Is This Just the Beginning?
"Volatility" is an overused word in the investment world. Despite its overuse overall, it's fair to say January has brought a bracing shot of volatility. The month ends tomorrow. Will things calm down after that, or is this just the beginning of a grinding stretch of volatility?
Don't be surprised if it is. It's been building for months now, with various and sundry divergences in stock indices, as we've noted many times. These continue. And now we see them expressed in price action that, as always, surprised the bulls.
Our roster of trusted investment analysts with whom we've consulted for years have noted the same divergences. They have also expressed frustration over how the stock market - and markets in general - have behaved over at least the last year. The Fed, in its unholy alliance with government policy, seems to have managed to so distort things as to make long-standing methods of discerning "what's happening" not quite useless, but sometimes rather muddy. However, we have to press on in the face of it all.
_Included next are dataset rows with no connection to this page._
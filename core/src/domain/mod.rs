// foodgram-core/src/domain/mod.rs

pub mod error;
pub mod models;
pub mod pagination;
pub mod recipe;
pub mod relation;
pub mod shopping_list;
pub mod viewer;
This week, we made some notes, based on the comments of a few of our analysts. We'll share them with you today, for what it's worth.
Analyst #1
* - NASDAQ and Russell below 65-week MA – Bear Market – Overall Stock Market continues forming bottom that will lead to a full Bear Market in months ahead – PTI slips below 89-day MA (a rare thing) as it did 2016, 2018, 2019 (but fairly quickly rose above); watch to see if it holds below.
* - Interest Rates: Can continue higher. 10-year could rise to 2%, even 3% and remain historically low. Hold on to all Bond positions, as Bonds are bottoming.
* - USD had breakout, could keep rising putting pressure on Currencies, PMs.
* - But Gold remains in C Rise – Hold PM positions
* - Some resources rise, others fall. FCX Buy below 37.
Analyst #2
* - Bear Market has begun – based on charts, not “20%” decline which D doesn’t use.
* - Started with various Sectors, will spread now to others
* - Sentiment has turned from bullish to uncertainty – will move to concern, then worry, then fear – portfolios may go down 50% or more.
* - Corrections are not like this – It’s a Bear Market
* - 9-month distribution from smart money to inexperienced traders is significant and suggests Bear Market may also be significant.
* - Most investors don’t sell at a loss – That’s a mistake – Loss is a good reason to sell
* - Long distribution also in Russell and other sectors – Long distribution means bear market will be long and deep
* - Thinks it will be a record-setting Bear Market – will be a tumultuous year for stocks
* - NB: Most investors don’t understand diff bet “tight” money and expensive money. If Fed raises rates, that’s expensive money, but not tight money. Tight money is what precipitates credit crisis/recession.
* - Inflation now at levels comparable to 1980-82, as forecast
* - NB: Bond yields at 100-year low with inflation at 40-year high – a divergence that cannot last
* - Rates will rise substantially which will cause bonds to decline, eventually much lower stock prices.
* - If Bond yields just go to “average” since 1870, bond prices will plunge – a blood bath among banks and institutional pension funds. But if D prediction that inflation will rise to 105-year highs, bonds will be massacred.
* - Shorting a potential Bond Bear Market may present great opportunity for at least several years (depending on politics) just as there was a great opportunity in 1980-82 at beginning of Bond Bull.
* - Recommend: Short TLT or Buy TBF
* - Inflation – produced by the Fed – can be a wealth enhancer for intelligent people who know how to use it for their benefit – the opposite for those who don’t
* - Normally, you expect short rates to be at level of inflation, not 0.05%
Bits and pieces, to be sure. But add them up and it does seem a Bear Market in stocks has taken hold. The comments about bonds will cause us to re-evaluate our current risk management approach to our bond allocations, if not to look to put on an outright long-term short position.
As for those who are "intelligent" enough to use inflation for their benefit, it's an exclusive club. We're not in it. The only way we know to benefit is to try to adjust our asset mix such that we're at least somewhat protected from inflation. But such protection won't insulate us from having to face the rising prices we pay for the necessities of life.
We'll see what comes our way in February. It begins on Tuesday.